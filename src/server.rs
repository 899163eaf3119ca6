use crate::Logger;
use hyper::{
    body::HttpBody,
    service::{make_service_fn, service_fn},
    Body, Method, Request, Response, StatusCode,
};
use regex::Regex;
use std::{collections::HashMap, convert::Infallible, future::Future, net::SocketAddr, pin::Pin, sync::Arc};

/// A request path template such as `/encode/{hex}`; each `{name}` matches one path segment.
pub struct PathTemplate {
    regex: Regex,
    names: Vec<String>,
}

impl PathTemplate {
    pub fn new(template: &str) -> Self {
        let placeholder = Regex::new(r"\{([^{}/]*)\}").expect("placeholder pattern compiles");
        let mut pattern = String::from("^");
        let mut names = Vec::new();
        let mut offset = 0;
        for captures in placeholder.captures_iter(template) {
            let range = captures.get(0).map_or(offset..offset, |found| found.range());
            let name = captures[1].to_string();
            assert!(!names.contains(&name), "duplicate parameter {} in {}", name, template);
            pattern.push_str(&regex::escape(&template[offset..range.start]));
            pattern.push_str("([^/]*)");
            names.push(name);
            offset = range.end;
        }
        pattern.push_str(&regex::escape(&template[offset..]));
        pattern.push('$');
        let regex = Regex::new(&pattern).expect("escaped template compiles");
        Self { regex, names }
    }

    pub fn parameters(&self, path: &str) -> Option<HashMap<String, String>> {
        let captures = self.regex.captures(path)?;
        Some(
            self.names
                .iter()
                .enumerate()
                .map(|(index, name)| (name.clone(), captures[index + 1].to_string()))
                .collect(),
        )
    }
}

type BoxedResponseFuture = Pin<Box<dyn Send + Future<Output = Response<Body>>>>;
type BoxedHandler<S> = Box<dyn Fn(HashMap<String, String>, Vec<u8>, Arc<S>) -> BoxedResponseFuture + Send + Sync>;

struct Route<S> {
    method: Method,
    template: PathTemplate,
    handler: BoxedHandler<S>,
}

impl<S> Route<S> {
    fn parameters(&self, request: &Request<Body>) -> Option<HashMap<String, String>> {
        if request.method() == self.method {
            self.template.parameters(request.uri().path())
        } else {
            None
        }
    }
}

fn not_found() -> Response<Body> {
    let mut response = Response::new(Body::from("Not Found"));
    *response.status_mut() = StatusCode::NOT_FOUND;
    response
}

pub struct Router<S> {
    routes: Vec<Route<S>>,
    state: Arc<S>,
    logger: Logger,
}

impl<S> Router<S> {
    pub fn new(state: Arc<S>, logger: Logger) -> Self {
        Self {
            routes: Vec::new(),
            state,
            logger,
        }
    }

    pub fn add<H, F>(&mut self, method: Method, template: &str, handler: H)
    where
        H: 'static + Fn(HashMap<String, String>, Vec<u8>, Arc<S>) -> F + Send + Sync,
        F: 'static + Future<Output = Response<Body>> + Send,
    {
        self.routes.push(Route {
            method,
            template: PathTemplate::new(template),
            handler: Box::new(move |parameters, body, state| Box::pin(handler(parameters, body, state))),
        });
    }

    pub async fn route(&self, request: Request<Body>, body: Vec<u8>) -> Response<Body> {
        let matched = self
            .routes
            .iter()
            .find_map(|route| route.parameters(&request).map(|parameters| (route, parameters)));
        let response = match matched {
            Some((route, parameters)) => (route.handler)(parameters, body, self.state.clone()).await,
            None => not_found(),
        };
        self.logger.log(format!("{} {} {}", request.method(), request.uri(), response.status().as_u16()));
        response
    }
}

pub struct Server<S> {
    router: Router<S>,
}

impl<S: 'static + Send + Sync> Server<S> {
    pub fn new(state: Arc<S>, logger: Logger) -> Self {
        Self {
            router: Router::new(state, logger),
        }
    }

    pub fn get<H, F>(&mut self, template: &str, handler: H)
    where
        H: 'static + Fn(HashMap<String, String>, Vec<u8>, Arc<S>) -> F + Send + Sync,
        F: 'static + Future<Output = Response<Body>> + Send,
    {
        self.router.add(Method::GET, template, handler);
    }

    pub fn post<H, F>(&mut self, template: &str, handler: H)
    where
        H: 'static + Fn(HashMap<String, String>, Vec<u8>, Arc<S>) -> F + Send + Sync,
        F: 'static + Future<Output = Response<Body>> + Send,
    {
        self.router.add(Method::POST, template, handler);
    }

    pub async fn handle(&self, request: Request<Body>, body: Vec<u8>) -> Response<Body> {
        self.router.route(request, body).await
    }

    pub async fn run(self, address: SocketAddr) -> Result<(), hyper::Error> {
        let router = Arc::new(self.router);
        let make_service = make_service_fn(|_| {
            let router = router.clone();
            async {
                Ok::<_, Infallible>(service_fn(move |mut request: Request<Body>| {
                    let router = router.clone();
                    async move {
                        let mut body: Vec<u8> = Vec::new();
                        while let Some(chunk) = request.body_mut().data().await {
                            body.extend_from_slice(&chunk?);
                        }
                        Ok::<_, hyper::Error>(router.route(request, body).await)
                    }
                }))
            }
        });
        hyper::Server::try_bind(&address)?.serve(make_service).await
    }
}
use std::{error, fmt};

#[derive(Copy, Clone, Debug, Eq, PartialEq)]
pub enum Error {
    BufferTooSmall,
    InvalidHexCharacter { character: char, index: usize },
    OddLength,
}

impl error::Error for Error {}

impl fmt::Display for Error {
    fn fmt(&self, f: &mut fmt::Formatter<'_>) -> fmt::Result {
        match *self {
            Error::BufferTooSmall => write!(f, "Output buffer too small"),
            Error::InvalidHexCharacter { character, index } => write!(f, "Invalid hex character {:?} at index {}", character, index),
            Error::OddLength => write!(f, "Odd number of hex digits"),
        }
    }
}

const DIGITS: &[u8; 16] = b"0123456789abcdef";

fn nibble(character: u8, index: usize) -> Result<u8, Error> {
    (character as char)
        .to_digit(16)
        .map(|digit| digit as u8)
        .ok_or(Error::InvalidHexCharacter {
            character: character as char,
            index,
        })
}

pub fn decode_into(input: impl AsRef<[u8]>, output: &mut impl AsMut<[u8]>) -> Result<usize, Error> {
    let input = input.as_ref();
    if input.len() % 2 != 0 {
        return Err(Error::OddLength);
    }
    let output = output.as_mut().get_mut(..input.len() / 2).ok_or(Error::BufferTooSmall)?;
    for (index, (pair, byte)) in input.chunks_exact(2).zip(output.iter_mut()).enumerate() {
        *byte = nibble(pair[0], 2 * index)? << 4 | nibble(pair[1], 2 * index + 1)?;
    }
    Ok(output.len())
}

pub fn decode(input: impl AsRef<[u8]>) -> Result<Vec<u8>, Error> {
    let mut output = vec![0u8; input.as_ref().len() / 2];
    let len = decode_into(input, &mut output)?;
    output.truncate(len);
    Ok(output)
}

/// Lowercase hex, written straight into a formatter.
pub struct Hex<'a>(pub &'a [u8]);

impl fmt::Display for Hex<'_> {
    fn fmt(&self, f: &mut fmt::Formatter<'_>) -> fmt::Result {
        for byte in self.0 {
            write!(f, "{}{}", DIGITS[(byte >> 4) as usize] as char, DIGITS[(byte & 0x0F) as usize] as char)?;
        }
        Ok(())
    }
}

pub fn encode(input: impl AsRef<[u8]>) -> String {
    Hex(input.as_ref()).to_string()
}

#[cfg(test)]
mod tests {
    use super::Error;

    #[test]
    fn encode() {
        assert_eq!(super::encode([]), "");
        assert_eq!(super::encode([0x00, 0x0f, 0xa0, 0xff]), "000fa0ff");
        assert_eq!(super::encode(b"Hello world"), "48656c6c6f20776f726c64");
    }

    #[test]
    fn decode() {
        assert_eq!(super::decode(""), Ok(vec![]));
        assert_eq!(super::decode("DEADbeef"), Ok(vec![0xde, 0xad, 0xbe, 0xef]));
        assert_eq!(super::decode("abc"), Err(Error::OddLength));
        assert_eq!(super::decode("0g"), Err(Error::InvalidHexCharacter { character: 'g', index: 1 }));
    }

    #[test]
    fn decode_into() {
        let mut output = [0u8; 3];
        assert_eq!(super::decode_into("41ff", &mut output), Ok(2));
        assert_eq!(output, [0x41, 0xff, 0x00]);
        assert_eq!(super::decode_into("41ff41ff", &mut output), Err(Error::BufferTooSmall));
    }
}
pub mod alphabet;

pub use alphabet::Alphabet;
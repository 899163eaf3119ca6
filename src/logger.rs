use crate::Chronometer;
use std::fmt::Display;

#[derive(Clone, Copy)]
pub struct Logger {
    chronometer: Chronometer,
}

impl Logger {
    pub fn new() -> Self {
        Self {
            chronometer: Chronometer::new(),
        }
    }

    pub fn line(&self, value: impl Display) -> String {
        format!("{} ({} elapsed)", value, self.chronometer.elapsed())
    }

    pub fn log(&self, value: impl Display) {
        eprintln!("{}", self.line(value));
    }
}
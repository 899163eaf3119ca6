use super::{Alphabet, ALPHABET, BYTES, CHARACTERS, RADIX};
use std::{error, fmt};

#[derive(Copy, Clone, Debug, Eq, PartialEq)]
pub enum Error {
    /// The output buffer was too small to contain the encoded input.
    BufferTooSmall,
    /// A packed group did not fit in 32 bits.
    Overflow { value: u64 },
}

impl error::Error for Error {}

impl fmt::Display for Error {
    fn fmt(&self, f: &mut fmt::Formatter<'_>) -> fmt::Result {
        match self {
            Error::BufferTooSmall => write!(f, "Output buffer too small"),
            Error::Overflow { value } => write!(f, "Group value {} > {}", value, u32::MAX),
        }
    }
}

/// Length of the encoding of `len` bytes: every started group of four bytes
/// costs one character on top of the bytes themselves.
pub const fn encoded_len(len: usize) -> usize {
    len + (len + BYTES - 1) / BYTES
}

pub struct Encoder<'a> {
    alphabet: &'a Alphabet<85>,
}

impl<'a> Encoder<'a> {
    pub const fn new(alphabet: &'a Alphabet<85>) -> Self {
        Self { alphabet }
    }

    fn encode_group(&self, group: &[u8]) -> Result<[u8; CHARACTERS], Error> {
        // a short final group is zero filled
        let mut value: u64 = 0;
        for index in 0..BYTES {
            value = (value << 8) | group.get(index).copied().unwrap_or(0) as u64;
        }
        let mut value = u32::try_from(value).map_err(|_| Error::Overflow { value })?;

        let mut characters = [0u8; CHARACTERS];
        for character in characters.iter_mut().rev() {
            *character = self.alphabet.character((value % RADIX as u32) as usize);
            value /= RADIX as u32;
        }
        Ok(characters)
    }

    pub fn encode_into(&self, input: impl AsRef<[u8]>, output: &mut impl AsMut<[u8]>) -> Result<usize, Error> {
        let input = input.as_ref();
        let output = output.as_mut();
        let len = encoded_len(input.len());
        let output = output.get_mut(..len).ok_or(Error::BufferTooSmall)?;

        for (group, chunk) in input.chunks(BYTES).zip(output.chunks_mut(CHARACTERS)) {
            // a group of n < 4 bytes keeps only its first n + 1 characters
            let characters = self.encode_group(group)?;
            chunk.copy_from_slice(&characters[..chunk.len()]);
        }
        Ok(len)
    }

    pub fn encode(&self, input: impl AsRef<[u8]>) -> Result<String, Error> {
        let mut output = vec![0u8; encoded_len(input.as_ref().len())];
        let len = self.encode_into(input, &mut output)?;
        output.truncate(len);
        Ok(output.into_iter().map(char::from).collect())
    }

    pub fn default() -> &'static Self {
        &ENCODER
    }
}

const ENCODER: Encoder = Encoder::new(&ALPHABET);

pub fn encode(input: impl AsRef<[u8]>) -> Result<String, Error> {
    Encoder::default().encode(input)
}

pub fn encode_into(input: impl AsRef<[u8]>, output: &mut impl AsMut<[u8]>) -> Result<usize, Error> {
    Encoder::default().encode_into(input, output)
}
use crate::{base85, hex, vectors};
use std::{error, fmt, io};

/// Application level error: a message ready to be shown to a user.
#[derive(Debug)]
pub struct Error {
    message: String,
}

impl Error {
    pub fn new(message: impl Into<String>) -> Self {
        Self { message: message.into() }
    }

    pub fn message(&self) -> &str {
        &self.message
    }
}

impl fmt::Display for Error {
    fn fmt(&self, f: &mut fmt::Formatter<'_>) -> fmt::Result {
        write!(f, "{}", &self.message)
    }
}

impl error::Error for Error {}

macro_rules! from_error {
    ( $( $source:ty => $context:literal ),* $(,)? ) => {
        $(
            impl From<$source> for Error {
                fn from(error: $source) -> Self {
                    Self::new(format!("{}: {}", $context, error))
                }
            }
        )*
    };
}

from_error! {
    base85::encode::Error => "Could not encode",
    base85::decode::Error => "Could not decode",
    hex::Error => "Invalid hex",
    vectors::Error => "Invalid test vectors",
    io::Error => "I/O error",
}
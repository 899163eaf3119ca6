use crate::Error;
use std::{env, net::IpAddr, str::FromStr};

#[derive(Copy, Clone, Debug, Eq, PartialEq)]
pub enum ReportFormat {
    Text,
    Json,
}

impl FromStr for ReportFormat {
    type Err = Error;

    fn from_str(value: &str) -> Result<Self, Self::Err> {
        match value {
            "text" => Ok(Self::Text),
            "json" => Ok(Self::Json),
            _ => Err(Error::new(format!("Unknown report format {}", value))),
        }
    }
}

#[derive(Debug, Clone)]
pub struct Configuration {
    host: IpAddr,
    port: u16,
    vectors_file_path: String,
    report_format: ReportFormat,
}

fn var(key: &str, default: &str) -> String {
    env::var(key).unwrap_or_else(|_| default.to_string())
}

fn var_parse<T: FromStr>(key: &str, default: T) -> Result<T, Error> {
    match env::var(key) {
        Ok(value) => value.parse().map_err(|_| Error::new(format!("Invalid {} {}", key, value))),
        Err(_) => Ok(default),
    }
}

impl Configuration {
    pub fn new() -> Result<Self, Error> {
        Ok(Self {
            host: var_parse("HOST", IpAddr::from([127, 0, 0, 1]))?,
            port: var_parse("PORT", 8085)?,
            vectors_file_path: var("VECTORS_FILE_PATH", "data/vectors.txt"),
            report_format: var_parse("REPORT_FORMAT", ReportFormat::Text)?,
        })
    }

    pub fn host(&self) -> IpAddr {
        self.host
    }

    pub fn port(&self) -> u16 {
        self.port
    }

    pub fn vectors_file_path(&self) -> &str {
        &self.vectors_file_path
    }

    pub fn report_format(&self) -> ReportFormat {
        self.report_format
    }
}
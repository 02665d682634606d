//! Example: dial one endpoint the way the daemon does and print what it reports.
//!
//! Usage:
//! cargo run -p chaind --example probe -- --rpc-url URL --chain-id ID [--token T] [--multicall ADDR]

use chaind::config::{parse_address, MULTICALL3_ADDRESS};
use chaind::{BearerToken, EndpointId, MulticallClient, ReqwestTransport, RpcClient};
use std::sync::Arc;

#[tokio::main]
async fn main() -> Result<(), Box<dyn std::error::Error>> {
    tracing_subscriber::fmt::init();
    let args: Vec<String> = std::env::args().collect();
    let mut rpc_url = String::new();
    let mut chain_id = String::new();
    let mut token = None;
    let mut multicall = None;
    let mut i = 1;
    while i < args.len() {
        match args[i].as_str() {
            "--rpc-url" => {
                i += 1;
                rpc_url = args.get(i).cloned().unwrap_or_default();
            }
            "--chain-id" => {
                i += 1;
                chain_id = args.get(i).cloned().unwrap_or_default();
            }
            "--token" => {
                i += 1;
                token = args.get(i).cloned().map(BearerToken::new);
            }
            "--multicall" => {
                i += 1;
                multicall = args.get(i).cloned();
            }
            _ => {}
        }
        i += 1;
    }
    if rpc_url.is_empty() || chain_id.is_empty() {
        eprintln!("Usage: probe --rpc-url URL --chain-id ID [--token TOKEN] [--multicall 0xADDR]");
        std::process::exit(1);
    }
    let id = EndpointId(chain_id.parse()?);
    let contract = match multicall {
        Some(addr) => parse_address(&addr)?,
        None => MULTICALL3_ADDRESS,
    };

    let transport = Arc::new(ReqwestTransport::new()?);
    let rpc = RpcClient::dial(id, &rpc_url, transport.clone(), token.clone())?;
    let batch_rpc = RpcClient::dial(id, &rpc_url, transport, token)?;
    let batch = MulticallClient::new(batch_rpc, contract, 100);

    println!("authenticated={}", rpc.is_authenticated());
    println!("eth_chainId={}", rpc.chain_id().await?);
    let head = rpc.block_number().await?;
    println!("eth_blockNumber={head}");
    println!("block {head} timestamp={}", rpc.block_timestamp(head).await?);
    println!(
        "multicall 0x{} getBlockNumber={}",
        hex::encode(contract),
        batch.block_number().await?
    );
    Ok(())
}
//! Per-endpoint lifecycle status, readable by health probes.

use crate::config::EndpointId;
use dashmap::DashMap;
use std::fmt;
use tokio::sync::broadcast;

/// Label reported for an endpoint with no recorded status.
pub const UNKNOWN: &str = "unknown";

#[derive(Debug, Clone, PartialEq, Eq)]
pub enum Status {
    Loading,
    /// Every bootstrap step succeeded. Reported as `"OK"`.
    Ready,
    /// Bootstrap finished but at least one step failed or timed out.
    Degraded(String),
    /// Bootstrap could not run (no connection, unreachable, panicked).
    Failed(String),
}

impl Status {
    pub fn as_str(&self) -> &'static str {
        match self {
            Status::Loading => "Loading",
            Status::Ready => "OK",
            Status::Degraded(_) => "Degraded",
            Status::Failed(_) => "Failed",
        }
    }

    pub fn cause(&self) -> Option<&str> {
        match self {
            Status::Degraded(cause) | Status::Failed(cause) => Some(cause),
            Status::Loading | Status::Ready => None,
        }
    }

    pub fn is_terminal(&self) -> bool {
        !matches!(self, Status::Loading)
    }
}

impl fmt::Display for Status {
    fn fmt(&self, f: &mut fmt::Formatter<'_>) -> fmt::Result {
        match self.cause() {
            Some(cause) => write!(f, "{} ({})", self.as_str(), cause),
            None => f.write_str(self.as_str()),
        }
    }
}

/// One recorded transition.
#[derive(Debug, Clone, PartialEq, Eq)]
pub struct StatusChange {
    pub endpoint: EndpointId,
    pub status: Status,
}

/// Concurrent map of endpoint id to current status. Last write wins per id.
#[derive(Debug)]
pub struct StatusRegistry {
    statuses: DashMap<EndpointId, Status>,
    events: broadcast::Sender<StatusChange>,
}

impl Default for StatusRegistry {
    fn default() -> Self {
        Self::new()
    }
}

impl StatusRegistry {
    pub fn new() -> Self {
        let (events, _) = broadcast::channel(256);
        Self {
            statuses: DashMap::new(),
            events,
        }
    }

    /// Store `status` and notify subscribers. The map is updated before the event is sent.
    pub fn set(&self, endpoint: EndpointId, status: Status) {
        self.statuses.insert(endpoint, status.clone());
        let _ = self.events.send(StatusChange { endpoint, status });
    }

    pub fn get(&self, endpoint: EndpointId) -> Option<Status> {
        self.statuses.get(&endpoint).map(|s| s.value().clone())
    }

    /// Wire label for `endpoint`, or [UNKNOWN].
    pub fn label(&self, endpoint: EndpointId) -> &'static str {
        self.statuses
            .get(&endpoint)
            .map(|s| s.as_str())
            .unwrap_or(UNKNOWN)
    }

    /// All statuses, ascending by id.
    pub fn snapshot(&self) -> Vec<(EndpointId, Status)> {
        let mut all: Vec<_> = self
            .statuses
            .iter()
            .map(|entry| (*entry.key(), entry.value().clone()))
            .collect();
        all.sort_by_key(|(id, _)| *id);
        all
    }

    /// Transitions recorded after this call.
    pub fn subscribe(&self) -> broadcast::Receiver<StatusChange> {
        self.events.subscribe()
    }
}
************
**Problem description**
From the start of the data to the line that holds "for captures in", retype each line exactly, with both ends included.

**Reply**
filename src/server.rs
repository 899163eaf3119ca6
use crate::Logger;
use hyper::{
    body::HttpBody,
    service::{make_service_fn, service_fn},
    Body, Method, Request, Response, StatusCode,
};
use regex::Regex;
use std::{collections::HashMap, convert::Infallible, future::Future, net::SocketAddr, pin::Pin, sync::Arc};

/// A request path template such as `/encode/{hex}`; each `{name}` matches one path segment.
pub struct PathTemplate {
    regex: Regex,
    names: Vec<String>,
}

impl PathTemplate {
    pub fn new(template: &str) -> Self {
        let placeholder = Regex::new(r"\{([^{}/]*)\}").expect("placeholder pattern compiles");
        let mut pattern = String::from("^");
        let mut names = Vec::new();
        let mut offset = 0;
        for captures in placeholder.captures_iter(template) {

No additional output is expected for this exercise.